Follow this expert advice for properly billing office visits and hospital admissions Question: My physician saw a patient in our office, and during the visit the physician determined he was going to directly admit this patient to the hospital. The physician dictated the history and physical (H&P) over the phone to the hospital and sent the patient to the hospital. However, the initial face-to-face interaction in the hospital was not done until the next day. Can I bill for the admission even if the physician did not see the patient until the day after the admission? Answer: If a patient is admitted to the hospital by the physician from his office but the physician doesn't see the patient in the hospital that day (performing history, exam and medical decision-making face-to-face the following day), you should report the office visit on the date the physician saw the patient in the office and then bill an initial in-hospital code (99221-CPT 99223 , Initial hospital care, per day, for the evaluation and management of a patient ...) the next day.
Reason: The date of admission to the hospital and the first hospital visit by the physician will not correspond, but this is the proper coding for your scenario. The first day the physician sees the patient in the hospital becomes the initial hospital admission, not the actual day of admission.
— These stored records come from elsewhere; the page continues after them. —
//! Voice actor models and search filters.

use serde::{Deserialize, Serialize};
use voicematch_core::catalog::{Category, ReplyTime};
use voicematch_core::types::{RecordId, Timestamp};

// ---------------------------------------------------------------------------
// Entity structs (backend rows)
// ---------------------------------------------------------------------------

/// A titled audio sample attached to an actor profile.
#[derive(Debug, Clone, PartialEq, Serialize, Deserialize)]
pub struct AudioSample {
    pub title: String,
    pub url: String,
}

/// A row from the `voice_actors` table.
#[derive(Debug, Clone, PartialEq, Serialize, Deserialize)]
pub struct VoiceActor {
    pub id: RecordId,
    pub name: String,
    pub location: String,
    pub rating: f64,
    pub review_count: i32,
    pub profile_picture_url: String,
    pub bio: String,
    pub categories: Vec<Category>,
    pub audio_samples: Vec<AudioSample>,
    pub certifications: Vec<String>,
    pub last_online: Timestamp,
    pub typical_reply_time: ReplyTime,
    #[serde(default)]
    pub last_hired: Option<Timestamp>,
    pub completed_jobs: i32,
    pub past_clients: Vec<String>,
    #[serde(default)]
    pub hourly_rate: Option<f64>,
}

// ---------------------------------------------------------------------------
// Create DTO
// ---------------------------------------------------------------------------

/// Insert payload for `voice_actors`. The backend assigns `id`.
#[derive(Debug, Clone, PartialEq, Serialize)]
pub struct NewVoiceActor {
    pub name: String,
    pub location: String,
    pub bio: String,
    pub categories: Vec<Category>,
    pub certifications: Vec<String>,
    pub past_clients: Vec<String>,
    pub typical_reply_time: ReplyTime,
    #[serde(skip_serializing_if = "Option::is_none")]
    pub hourly_rate: Option<f64>,
    pub profile_picture_url: String,
    pub audio_samples: Vec<AudioSample>,
    pub rating: f64,
    pub review_count: i32,
    pub completed_jobs: i32,
    pub last_online: Timestamp,
}

// ---------------------------------------------------------------------------
// Search
// ---------------------------------------------------------------------------

/// Marketplace search filters. Every filter is optional.
#[derive(Debug, Clone, Default, PartialEq)]
pub struct ActorFilters {
    /// Case-insensitive substring of the actor name.
    pub search_query: Option<String>,
    /// The actor must offer all of these categories.
    pub categories: Vec<Category>,
    /// Minimum average rating (inclusive).
    pub min_rating: Option<f64>,
}

impl ActorFilters {
    /// Trimmed search query, or `None` when blank.
    pub fn query(&self) -> Option<&str> {
        self.search_query
            .as_deref()
            .map(str::trim)
            .filter(|q| !q.is_empty())
    }

    /// Whether `actor` satisfies every filter.
    pub fn matches(&self, actor: &VoiceActor) -> bool {
        if let Some(q) = self.query() {
            if !actor.name.to_lowercase().contains(&q.to_lowercase()) {
                return false;
            }
        }
        if !self.categories.iter().all(|c| actor.categories.contains(c)) {
            return false;
        }
        match self.min_rating {
            Some(min) => actor.rating >= min,
            None => true,
        }
    }
}
use axum::extract::{Multipart, State};
use axum::response::IntoResponse;

use crate::error::{AppError, AppResult};
use crate::handlers::form::FormParts;
use crate::response::Submitted;
use crate::state::AppState;

/// POST /api/v1/scripts
///
/// Store a job script sent as the `file` part. Returns its object path and
/// public URL.
pub async fn upload_script(
    State(state): State<AppState>,
    multipart: Multipart,
) -> AppResult<impl IntoResponse> {
    let mut form = FormParts::read(multipart).await?;
    let file = form
        .take_file("file")
        .ok_or_else(|| AppError::BadRequest("Missing required 'file' field".into()))?;

    let result = state.submissions.upload_script(file).await;
    Ok(Submitted(result))
}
-Codes 99221-99223 are not admit codes even though we often call them that,- says Barbara J. Cobuzzi, MBA, CPC, CPC-H, CPC-P, CHCC, president of CRN Healthcare Solutions, a coding and reimbursement consulting firm in Tinton Falls, N.J. -They are described as initial hospital care and do not necessarily have to correlate to the admit date.-
When your physician performs an E/M service in the office and then admits the patient to the hospital and visits him at the hospital on that same day, the proper coding limits the provider to only one E/M per day. So, he would bill only an initial inpatient code (99221-99223) with no billing or payment for the office service. You will not be paid for both an office visit and a hospital initial inpatient visit on the same day.
Coding specifics: You should report an office visit based on whether the patient is a new patient or established patient. For the visit on the second day, choose the appropriate code from 99231-99233 (Subsequent hospital care, per day, for the evaluation and management of a patient ...) based on the level of service the physician provided.
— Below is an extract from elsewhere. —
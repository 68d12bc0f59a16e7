pub mod actor;
pub mod job;
pub mod review;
Tip: When you use an inpatient care code, you must report the corresponding place of service (POS) code 21 (Inpatient hospital). The POS code on your claim should always be consistent with the site of service indicated in the codes you report. As stated, you cannot bill or be paid for both a hospital admission and an office visit on the same day because the initial hospital inpatient care codes include all the physician's services on that date whether in the office, the emergency department, or the hospital.
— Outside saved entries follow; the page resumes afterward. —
//! HTTP client for the hosted backend.
//!
//! Tables are reached through a PostgREST-style endpoint (`/rest/v1/{table}`)
//! and files through the storage object API (`/storage/v1/object/...`),
//! both authenticated with the project API key, using [`reqwest`].

use async_trait::async_trait;
use reqwest::header::{HeaderMap, HeaderValue, AUTHORIZATION, CONTENT_TYPE};
use reqwest::Url;
use serde::de::DeserializeOwned;
use serde::Serialize;
use voicematch_core::media::UploadFile;
use voicematch_core::types::RecordId;

use crate::models::actor::{ActorFilters, NewVoiceActor, VoiceActor};
use crate::models::job::{Job, NewJob};
use crate::models::review::Review;
use crate::store::{join_object_url, parse_base_url, Bucket, DataStore, StoreError};

const ACTORS_TABLE: &str = "voice_actors";
const JOBS_TABLE: &str = "jobs";
const REVIEWS_TABLE: &str = "reviews";

/// Client for one hosted backend project.
pub struct RestStore {
    client: reqwest::Client,
    base_url: Url,
    api_key: String,
}

impl RestStore {
    /// Create a client for the project at `base_url` using `api_key` for
    /// every request.
    pub fn new(base_url: &str, api_key: impl Into<String>) -> Result<Self, StoreError> {
        Self::with_client(reqwest::Client::new(), base_url, api_key)
    }

    /// Create a client reusing an existing [`reqwest::Client`].
    pub fn with_client(
        client: reqwest::Client,
        base_url: &str,
        api_key: impl Into<String>,
    ) -> Result<Self, StoreError> {
        Ok(Self {
            client,
            base_url: parse_base_url(base_url)?,
            api_key: api_key.into(),
        })
    }

    fn table_url(&self, table: &str) -> Url {
        join_object_url(&self.base_url, ["rest", "v1"], table)
    }

    fn object_url(&self, bucket: Bucket, path: &str) -> Url {
        join_object_url(&self.base_url, ["storage", "v1", "object", bucket.name()], path)
    }

    fn auth_headers(&self) -> Result<HeaderMap, StoreError> {
        let mut headers = HeaderMap::new();
        let key = HeaderValue::from_str(&self.api_key)
            .map_err(|e| StoreError::Decode(format!("invalid api key header: {e}")))?;
        let bearer = HeaderValue::from_str(&format!("Bearer {}", self.api_key))
            .map_err(|e| StoreError::Decode(format!("invalid api key header: {e}")))?;
        headers.insert("apikey", key);
        headers.insert(AUTHORIZATION, bearer);
        Ok(headers)
    }

    async fn select<T: DeserializeOwned>(
        &self,
        table: &str,
        params: &[(&str, String)],
    ) -> Result<Vec<T>, StoreError> {
        let response = self
            .client
            .get(self.table_url(table))
            .headers(self.auth_headers()?)
            .query(params)
            .send()
            .await?;

        Self::parse_response(response).await
    }

    async fn insert<B: Serialize + Sync, T: DeserializeOwned>(
        &self,
        table: &str,
        record: &B,
    ) -> Result<T, StoreError> {
        let response = self
            .client
            .post(self.table_url(table))
            .headers(self.auth_headers()?)
            .header("Prefer", "return=representation")
            .json(record)
            .send()
            .await?;

        let mut rows: Vec<T> = Self::parse_response(response).await?;
        if rows.is_empty() {
            return Err(StoreError::Decode(format!(
                "insert into {table} returned no rows"
            )));
        }
        Ok(rows.swap_remove(0))
    }

    // ---- private helpers ----

    /// Ensure the response has a success status code, or turn it into
    /// [`StoreError::Backend`] carrying the status and body text.
    async fn ensure_success(response: reqwest::Response) -> Result<reqwest::Response, StoreError> {
        let status = response.status();
        if !status.is_success() {
            let body = response
                .text()
                .await
                .unwrap_or_else(|_| "<unreadable body>".to_string());
            return Err(StoreError::Backend {
                status: status.as_u16(),
                body,
            });
        }
        Ok(response)
    }

    /// Parse a successful JSON response body into the expected type.
    async fn parse_response<T: DeserializeOwned>(
        response: reqwest::Response,
    ) -> Result<T, StoreError> {
        let response = Self::ensure_success(response).await?;
        let bytes = response.bytes().await?;
        serde_json::from_slice(&bytes).map_err(|e| StoreError::Decode(e.to_string()))
    }
}

/// PostgREST query parameters for an actor search.
fn actor_query_params(filters: &ActorFilters) -> Vec<(&'static str, String)> {
    let mut params = vec![("select", "*".to_string())];
    if let Some(q) = filters.query() {
        params.push(("name", format!("ilike.*{q}*")));
    }
    if !filters.categories.is_empty() {
        let quoted: Vec<String> = filters
            .categories
            .iter()
            .map(|c| format!("\"{}\"", c.label()))
            .collect();
        params.push(("categories", format!("cs.{{{}}}", quoted.join(","))));
    }
    if let Some(min) = filters.min_rating {
        params.push(("rating", format!("gte.{min}")));
    }
    params
}

#[async_trait]
impl DataStore for RestStore {
    async fn query_actors(&self, filters: &ActorFilters) -> Result<Vec<VoiceActor>, StoreError> {
        tracing::debug!(?filters, "Querying actors");
        self.select(ACTORS_TABLE, &actor_query_params(filters)).await
    }

    async fn get_actor(&self, id: RecordId) -> Result<Option<VoiceActor>, StoreError> {
        let rows: Vec<VoiceActor> = self
            .select(
                ACTORS_TABLE,
                &[("select", "*".to_string()), ("id", format!("eq.{id}"))],
            )
            .await?;
        Ok(rows.into_iter().next())
    }

    async fn get_reviews(&self, actor_id: RecordId) -> Result<Vec<Review>, StoreError> {
        self.select(
            REVIEWS_TABLE,
            &[
                ("select", "*".to_string()),
                ("actor_id", format!("eq.{actor_id}")),
                ("order", "created_at.desc".to_string()),
            ],
        )
        .await
    }

    async fn insert_actor(&self, record: &NewVoiceActor) -> Result<VoiceActor, StoreError> {
        self.insert(ACTORS_TABLE, record).await
    }

    async fn insert_job(&self, record: &NewJob) -> Result<Job, StoreError> {
        self.insert(JOBS_TABLE, record).await
    }

    async fn upload_object(
        &self,
        bucket: Bucket,
        path: &str,
        file: &UploadFile,
    ) -> Result<String, StoreError> {
        let response = self
            .client
            .post(self.object_url(bucket, path))
            .headers(self.auth_headers()?)
            .header(CONTENT_TYPE, file.content_type.as_str())
            .body(file.bytes.clone())
            .send()
            .await?;

        Self::ensure_success(response).await?;
        tracing::debug!(bucket = bucket.name(), path, size = file.size(), "Object stored");
        Ok(path.to_string())
    }

    async fn remove_object(&self, bucket: Bucket, path: &str) -> Result<(), StoreError> {
        let response = self
            .client
            .delete(self.object_url(bucket, path))
            .headers(self.auth_headers()?)
            .send()
            .await?;

        match Self::ensure_success(response).await {
            Ok(_) | Err(StoreError::Backend { status: 404, .. }) => Ok(()),
            Err(e) => Err(e),
        }
    }

    fn public_url(&self, bucket: Bucket, path: &str) -> String {
        join_object_url(
            &self.base_url,
            ["storage", "v1", "object", "public", bucket.name()],
            path,
        )
        .into()
    }

    async fn health_check(&self) -> Result<(), StoreError> {
        let response = self
            .client
            .get(self.table_url(ACTORS_TABLE))
            .headers(self.auth_headers()?)
            .query(&[("select", "id"), ("limit", "1")])
            .send()
            .await?;

        Self::ensure_success(response).await?;
        Ok(())
    }
}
Therefore, you should combine all the physician's work and documentation on that one day to determine the appropriate-level initial inpatient care code to cover the office visit, admission services and other nonsurgical treatment that day. You can find more detailed information on this guidance in the CPT manual, says Morgan Hause, CCS, CCS-P, privacy and compliance officer for Urology of Indiana LLC, a 31-urologist, two-urogynecologist practice in Indianapolis.